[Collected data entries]

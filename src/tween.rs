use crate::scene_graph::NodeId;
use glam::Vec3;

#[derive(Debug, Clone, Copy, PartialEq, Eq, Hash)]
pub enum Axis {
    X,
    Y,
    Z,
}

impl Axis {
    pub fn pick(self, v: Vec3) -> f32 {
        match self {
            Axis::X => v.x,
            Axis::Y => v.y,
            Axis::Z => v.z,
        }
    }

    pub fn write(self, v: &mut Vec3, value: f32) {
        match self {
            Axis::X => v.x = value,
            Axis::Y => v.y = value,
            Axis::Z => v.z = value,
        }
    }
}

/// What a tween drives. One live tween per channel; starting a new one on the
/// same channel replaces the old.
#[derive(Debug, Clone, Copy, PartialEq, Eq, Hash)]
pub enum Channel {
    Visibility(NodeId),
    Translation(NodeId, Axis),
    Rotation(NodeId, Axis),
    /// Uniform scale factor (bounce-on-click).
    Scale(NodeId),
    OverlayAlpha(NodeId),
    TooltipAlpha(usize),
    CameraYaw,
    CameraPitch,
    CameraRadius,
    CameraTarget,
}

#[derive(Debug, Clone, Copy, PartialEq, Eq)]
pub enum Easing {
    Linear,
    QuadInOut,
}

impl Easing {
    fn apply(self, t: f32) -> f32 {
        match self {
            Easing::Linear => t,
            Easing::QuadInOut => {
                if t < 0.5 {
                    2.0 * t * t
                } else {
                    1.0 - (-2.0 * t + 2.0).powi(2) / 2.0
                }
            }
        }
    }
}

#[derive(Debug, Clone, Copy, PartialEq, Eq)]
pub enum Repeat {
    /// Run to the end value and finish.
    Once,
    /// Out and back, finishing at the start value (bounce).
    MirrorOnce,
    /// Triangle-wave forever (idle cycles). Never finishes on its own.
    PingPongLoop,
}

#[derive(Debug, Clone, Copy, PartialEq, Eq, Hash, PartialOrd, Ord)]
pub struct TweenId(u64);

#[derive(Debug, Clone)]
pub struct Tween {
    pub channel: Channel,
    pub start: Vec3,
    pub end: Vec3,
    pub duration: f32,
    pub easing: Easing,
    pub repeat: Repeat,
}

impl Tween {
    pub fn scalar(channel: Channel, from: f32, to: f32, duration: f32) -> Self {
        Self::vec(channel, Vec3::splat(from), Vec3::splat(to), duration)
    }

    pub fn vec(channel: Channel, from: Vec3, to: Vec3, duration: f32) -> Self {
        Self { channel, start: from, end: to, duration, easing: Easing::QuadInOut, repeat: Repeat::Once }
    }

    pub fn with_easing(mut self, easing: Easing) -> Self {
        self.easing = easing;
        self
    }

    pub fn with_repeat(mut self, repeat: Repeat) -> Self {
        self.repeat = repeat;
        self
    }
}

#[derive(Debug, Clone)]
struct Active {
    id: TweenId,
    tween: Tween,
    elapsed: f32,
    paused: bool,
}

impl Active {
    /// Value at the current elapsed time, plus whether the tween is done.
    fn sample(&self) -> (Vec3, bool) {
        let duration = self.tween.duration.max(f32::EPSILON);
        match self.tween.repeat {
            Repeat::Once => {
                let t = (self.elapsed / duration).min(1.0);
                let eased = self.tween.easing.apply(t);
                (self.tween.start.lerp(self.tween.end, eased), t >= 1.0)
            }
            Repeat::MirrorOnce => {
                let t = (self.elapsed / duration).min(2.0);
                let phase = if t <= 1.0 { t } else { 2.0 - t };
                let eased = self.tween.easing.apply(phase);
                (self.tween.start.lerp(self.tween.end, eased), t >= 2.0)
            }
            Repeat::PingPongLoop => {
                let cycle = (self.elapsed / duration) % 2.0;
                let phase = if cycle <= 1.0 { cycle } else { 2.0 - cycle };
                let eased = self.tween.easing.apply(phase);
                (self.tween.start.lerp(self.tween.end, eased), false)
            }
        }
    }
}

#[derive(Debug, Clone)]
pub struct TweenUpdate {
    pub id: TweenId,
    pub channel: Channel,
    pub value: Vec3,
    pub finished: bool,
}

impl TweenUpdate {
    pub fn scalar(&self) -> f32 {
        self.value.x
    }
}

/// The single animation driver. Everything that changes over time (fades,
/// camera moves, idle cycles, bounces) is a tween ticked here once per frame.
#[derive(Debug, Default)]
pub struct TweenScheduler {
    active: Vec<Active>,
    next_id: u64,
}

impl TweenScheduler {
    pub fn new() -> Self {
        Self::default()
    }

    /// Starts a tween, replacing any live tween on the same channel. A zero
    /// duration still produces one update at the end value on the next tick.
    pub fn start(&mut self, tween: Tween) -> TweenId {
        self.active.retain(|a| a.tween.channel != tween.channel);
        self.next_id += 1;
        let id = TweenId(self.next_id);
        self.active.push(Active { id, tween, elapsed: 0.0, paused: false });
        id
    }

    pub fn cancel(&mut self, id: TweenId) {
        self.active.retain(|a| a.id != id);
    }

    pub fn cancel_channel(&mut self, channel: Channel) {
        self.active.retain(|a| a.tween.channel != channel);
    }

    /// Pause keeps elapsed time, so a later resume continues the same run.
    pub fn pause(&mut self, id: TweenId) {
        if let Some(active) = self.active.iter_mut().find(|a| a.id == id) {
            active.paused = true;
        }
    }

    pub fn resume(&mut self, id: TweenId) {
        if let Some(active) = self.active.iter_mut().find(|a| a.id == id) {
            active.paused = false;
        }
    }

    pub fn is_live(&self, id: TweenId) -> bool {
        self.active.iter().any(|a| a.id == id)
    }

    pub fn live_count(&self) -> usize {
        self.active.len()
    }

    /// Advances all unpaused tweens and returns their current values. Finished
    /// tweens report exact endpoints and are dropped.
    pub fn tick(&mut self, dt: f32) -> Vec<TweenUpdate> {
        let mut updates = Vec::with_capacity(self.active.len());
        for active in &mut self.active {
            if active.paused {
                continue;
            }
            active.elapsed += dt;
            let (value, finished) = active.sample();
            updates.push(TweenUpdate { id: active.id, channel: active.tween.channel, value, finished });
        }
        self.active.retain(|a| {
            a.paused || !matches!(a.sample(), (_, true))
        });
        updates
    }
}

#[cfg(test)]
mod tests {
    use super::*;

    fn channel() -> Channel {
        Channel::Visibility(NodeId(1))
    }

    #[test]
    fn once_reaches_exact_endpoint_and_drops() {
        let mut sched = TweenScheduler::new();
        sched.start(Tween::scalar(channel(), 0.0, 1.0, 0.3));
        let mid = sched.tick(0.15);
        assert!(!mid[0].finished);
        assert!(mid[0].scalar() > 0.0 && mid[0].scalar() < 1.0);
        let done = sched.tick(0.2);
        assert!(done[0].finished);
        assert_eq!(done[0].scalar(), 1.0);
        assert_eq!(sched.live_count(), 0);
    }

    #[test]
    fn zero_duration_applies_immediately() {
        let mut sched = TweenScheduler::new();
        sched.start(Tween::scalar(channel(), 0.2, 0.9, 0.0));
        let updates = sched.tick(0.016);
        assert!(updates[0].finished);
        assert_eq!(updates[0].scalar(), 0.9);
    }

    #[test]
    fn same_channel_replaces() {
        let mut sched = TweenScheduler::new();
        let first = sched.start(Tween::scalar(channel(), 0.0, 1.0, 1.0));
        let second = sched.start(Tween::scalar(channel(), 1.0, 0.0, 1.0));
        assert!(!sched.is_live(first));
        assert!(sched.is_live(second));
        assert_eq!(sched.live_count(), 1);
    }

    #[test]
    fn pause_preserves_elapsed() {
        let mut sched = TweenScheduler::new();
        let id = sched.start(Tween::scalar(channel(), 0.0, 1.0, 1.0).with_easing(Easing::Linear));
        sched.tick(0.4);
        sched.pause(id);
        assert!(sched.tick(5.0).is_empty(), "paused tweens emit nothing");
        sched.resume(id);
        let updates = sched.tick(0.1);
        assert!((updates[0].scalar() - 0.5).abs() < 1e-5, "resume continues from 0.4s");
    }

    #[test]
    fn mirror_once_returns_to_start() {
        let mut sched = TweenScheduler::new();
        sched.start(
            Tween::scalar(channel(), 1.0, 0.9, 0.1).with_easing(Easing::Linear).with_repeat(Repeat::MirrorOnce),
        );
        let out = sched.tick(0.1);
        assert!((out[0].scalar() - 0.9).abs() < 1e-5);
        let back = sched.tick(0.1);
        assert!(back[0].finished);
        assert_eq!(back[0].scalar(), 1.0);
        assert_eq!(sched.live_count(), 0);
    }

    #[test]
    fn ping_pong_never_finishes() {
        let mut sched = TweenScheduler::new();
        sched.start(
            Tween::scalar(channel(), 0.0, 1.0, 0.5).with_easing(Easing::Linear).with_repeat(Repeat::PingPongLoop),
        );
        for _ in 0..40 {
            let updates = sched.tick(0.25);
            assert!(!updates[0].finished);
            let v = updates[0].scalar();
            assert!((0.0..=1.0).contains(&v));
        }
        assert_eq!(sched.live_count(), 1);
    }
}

• **THE TASK**
Check every line of the records, and copy the ones that hold the word "second".

• **EXERCISE RESULT**
        let second = sched.start(Tween::scalar(channel(), 1.0, 0.0, 1.0));
        assert!(sched.is_live(second));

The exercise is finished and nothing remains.